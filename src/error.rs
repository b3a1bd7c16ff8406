// src/error.rs

use crate::limits::LimitError;
use std::path::PathBuf;
use thiserror::Error;

/// Core error types for runepkg
#[derive(Error, Debug)]
pub enum Error {
    /// I/O errors
    #[error("I/O error: {0}")]
    Io(#[from] std::io::Error),

    /// Secure allocation layer rejected a size, count, or path
    #[error(transparent)]
    Limit(#[from] LimitError),

    /// Package database could not be initialized
    #[error("Failed to initialize package database: {0}")]
    InitError(String),

    /// Missing or invalid configuration
    #[error("Configuration error: {0}")]
    ConfigError(String),

    /// Control file or metadata could not be parsed
    #[error("Parse error: {0}")]
    ParseError(String),

    /// Archive could not be opened or unpacked
    #[error("Extraction failed: {0}")]
    ExtractionError(String),

    /// A package database entry exists but cannot be read back
    #[error("Corrupt package database entry {}: {reason}", .path.display())]
    Corrupt { path: PathBuf, reason: String },

    /// No installed package matches the given name
    #[error("Package not installed: {name}")]
    NotFound {
        name: String,
        suggestions: Vec<String>,
    },

    /// A bare name matches more than one installed package
    #[error("Multiple installed packages match '{name}': {}", .candidates.join(", "))]
    Ambiguous {
        name: String,
        candidates: Vec<String>,
    },

    /// Dependencies are missing or violate their constraints
    #[error("The following dependencies are not satisfied: {}", .0.join(", "))]
    UnsatisfiedDependencies(Vec<String>),

    /// Dependency recursion went deeper than the configured bound
    #[error("Dependency recursion limit of {0} exceeded")]
    RecursionLimit(usize),

    /// Index or database update failed after dependency resolution
    #[error("Failed to commit package metadata: {0}")]
    CommitError(String),

    /// Worker pool could not be created or a worker panicked
    #[error("Worker pool error: {0}")]
    WorkerPool(String),

    /// Caller supplied an unusable argument
    #[error("Invalid input: {0}")]
    InvalidInput(String),
}

impl Error {
    /// Negative status code reported at the API boundary (success is 0)
    pub fn code(&self) -> i32 {
        match self {
            Error::Limit(e) => e.code(),
            Error::InvalidInput(_) => -5,
            Error::Io(_) => -7,
            Error::InitError(_) => -8,
            Error::ConfigError(_) => -9,
            Error::ParseError(_) => -10,
            Error::ExtractionError(_) => -11,
            Error::Corrupt { .. } => -12,
            Error::NotFound { .. } => -13,
            Error::Ambiguous { .. } => -14,
            Error::UnsatisfiedDependencies(_) => -15,
            Error::RecursionLimit(_) => -16,
            Error::CommitError(_) => -17,
            Error::WorkerPool(_) => -18,
        }
    }
}

/// Result type alias using runepkg's Error type
pub type Result<T> = std::result::Result<T, Error>;

#[cfg(test)]
mod tests {
    use super::*;

    #[test]
    fn test_codes_are_negative() {
        let errors = vec![
            Error::InvalidInput("x".to_string()),
            Error::ConfigError("x".to_string()),
            Error::UnsatisfiedDependencies(vec!["libbar".to_string()]),
            Error::RecursionLimit(64),
            Error::Limit(LimitError::SizeLimit {
                what: "file count",
                actual: 2,
                limit: 1,
            }),
        ];
        for err in errors {
            assert!(err.code() < 0, "{} should map to a failure code", err);
        }
    }

    #[test]
    fn test_limit_code_passes_through() {
        let err: Error = LimitError::NullPointer("name").into();
        assert_eq!(err.code(), -1);
    }

    #[test]
    fn test_messages_list_every_item() {
        let err = Error::UnsatisfiedDependencies(vec![
            "libfoo (>= 3.0)".to_string(),
            "libbar".to_string(),
        ]);
        let msg = err.to_string();
        assert!(msg.contains("libfoo (>= 3.0)"));
        assert!(msg.contains("libbar"));

        let err = Error::Ambiguous {
            name: "pkg".to_string(),
            candidates: vec!["pkg-1.0".to_string(), "pkg-2.0".to_string()],
        };
        assert!(err.to_string().contains("pkg-1.0, pkg-2.0"));
    }
}
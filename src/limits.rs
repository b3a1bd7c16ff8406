// src/limits.rs

//! Bounded allocation and path primitives
//!
//! Every buffer sized from untrusted input (control files, database records,
//! archive manifests) is obtained through this module, so a corrupt length
//! fails with a [`LimitError`] instead of aborting the process or silently
//! truncating. [`path_join`] is the only place an untrusted relative path is
//! combined with a trusted root directory.

use std::hint::black_box;
use std::mem::size_of;
use std::path::{Path, PathBuf};
use thiserror::Error;
use tracing::warn;

/// Maximum length of a single metadata string (1 MiB)
pub const MAX_STRING_LEN: usize = 1024 * 1024;

/// Maximum length of a path or path component (4 KiB)
pub const MAX_PATH_LEN: usize = 4096;

/// Maximum number of entries in a package file manifest
pub const MAX_FILE_COUNT: usize = 100_000;

/// Maximum size of any single allocation (256 MiB)
pub const MAX_ALLOC_SIZE: usize = 256 * 1024 * 1024;

/// Errors raised by the bounded allocation layer
#[derive(Error, Debug, Clone, PartialEq, Eq)]
pub enum LimitError {
    /// A required value was absent or empty
    #[error("Missing required value: {0}")]
    NullPointer(&'static str),

    /// A zero-sized or otherwise meaningless size was requested
    #[error("Invalid size: {0}")]
    InvalidSize(String),

    /// The allocator refused the request
    #[error("Failed to allocate {0} bytes")]
    Allocation(usize),

    /// A size computation overflowed
    #[error("Size overflow: {0}")]
    BufferOverflow(String),

    /// The input was rejected by validation (e.g. path traversal)
    #[error("Invalid input: {0}")]
    InvalidInput(String),

    /// The request exceeded a configured ceiling
    #[error("{what} exceeds limit: {actual} > {limit}")]
    SizeLimit {
        what: &'static str,
        actual: usize,
        limit: usize,
    },
}

impl LimitError {
    /// Status code reported at the API boundary
    pub fn code(&self) -> i32 {
        match self {
            LimitError::NullPointer(_) => -1,
            LimitError::InvalidSize(_) => -2,
            LimitError::Allocation(_) => -3,
            LimitError::BufferOverflow(_) => -4,
            LimitError::InvalidInput(_) => -5,
            LimitError::SizeLimit { .. } => -6,
        }
    }
}

fn check_alloc_size(size: usize) -> Result<(), LimitError> {
    if size == 0 {
        return Err(LimitError::InvalidSize("attempted to allocate 0 bytes".to_string()));
    }
    if size > MAX_ALLOC_SIZE {
        return Err(LimitError::SizeLimit {
            what: "allocation",
            actual: size,
            limit: MAX_ALLOC_SIZE,
        });
    }
    Ok(())
}

/// Allocate a zero-filled byte buffer of exactly `size` bytes
pub fn alloc_zeroed(size: usize) -> Result<Vec<u8>, LimitError> {
    check_alloc_size(size)?;

    let mut buf = Vec::new();
    buf.try_reserve_exact(size)
        .map_err(|_| LimitError::Allocation(size))?;
    buf.resize(size, 0);
    Ok(buf)
}

/// Reserve an empty vector with room for `count` elements of `T`
///
/// The `count * size_of::<T>()` product is checked for overflow and against
/// [`MAX_ALLOC_SIZE`] before anything is reserved.
pub fn alloc_array<T>(count: usize) -> Result<Vec<T>, LimitError> {
    let bytes = count.checked_mul(size_of::<T>()).ok_or_else(|| {
        LimitError::BufferOverflow(format!("{} elements of {} bytes", count, size_of::<T>()))
    })?;
    check_alloc_size(bytes)?;

    let mut items = Vec::new();
    items
        .try_reserve_exact(count)
        .map_err(|_| LimitError::Allocation(bytes))?;
    Ok(items)
}

/// Copy a string after checking it against [`MAX_STRING_LEN`]
pub fn bounded_string(value: &str) -> Result<String, LimitError> {
    validate_string(value, MAX_STRING_LEN, "string")?;
    Ok(value.to_string())
}

/// Release a buffer, optionally overwriting it with zeros first
///
/// The slot is always `None` afterwards.
pub fn release(slot: &mut Option<Vec<u8>>, wipe: bool) {
    if let Some(mut buf) = slot.take() {
        if wipe {
            buf.fill(0);
            black_box(&buf);
        }
    }
}

/// Check a string's length against `max_len`
pub fn validate_string(value: &str, max_len: usize, what: &'static str) -> Result<(), LimitError> {
    if value.len() > max_len {
        return Err(LimitError::SizeLimit {
            what,
            actual: value.len(),
            limit: max_len,
        });
    }
    Ok(())
}

/// Check a manifest entry count read from disk or produced by extraction
pub fn validate_file_count(count: i64) -> Result<usize, LimitError> {
    if count < 0 {
        return Err(LimitError::InvalidInput(format!("negative file count: {}", count)));
    }
    let count = usize::try_from(count)
        .map_err(|_| LimitError::InvalidInput(format!("file count out of range: {}", count)))?;
    if count > MAX_FILE_COUNT {
        return Err(LimitError::SizeLimit {
            what: "file count",
            actual: count,
            limit: MAX_FILE_COUNT,
        });
    }
    Ok(count)
}

/// Reject relative paths that could escape the directory they are joined to
pub fn validate_relative_path(rel: &str) -> Result<(), LimitError> {
    if rel.is_empty() {
        return Err(LimitError::NullPointer("relative path"));
    }
    validate_string(rel, MAX_PATH_LEN, "path component")?;
    if rel.contains("..") || rel.contains("//") || rel.starts_with('/') {
        warn!("Blocked suspicious path: {}", rel);
        return Err(LimitError::InvalidInput(format!("suspicious path: {}", rel)));
    }
    Ok(())
}

/// Join a trusted base directory with an untrusted relative path
///
/// Fails if `rel` contains `..` or `//`, starts with `/`, or if either part
/// or the combined path is longer than [`MAX_PATH_LEN`].
pub fn path_join(base: &Path, rel: &str) -> Result<PathBuf, LimitError> {
    let base_len = base.as_os_str().len();
    if base_len == 0 {
        return Err(LimitError::NullPointer("base directory"));
    }
    if base_len > MAX_PATH_LEN {
        return Err(LimitError::SizeLimit {
            what: "base directory",
            actual: base_len,
            limit: MAX_PATH_LEN,
        });
    }
    validate_relative_path(rel)?;

    let joined = base.join(rel);
    let total = joined.as_os_str().len();
    if total > MAX_PATH_LEN {
        return Err(LimitError::SizeLimit {
            what: "combined path",
            actual: total,
            limit: MAX_PATH_LEN,
        });
    }
    Ok(joined)
}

┄┄┄┄┄┄

**Problem details:** A single figure, the number of lines above with the word "combined", is the whole answer.

**Answer:** 3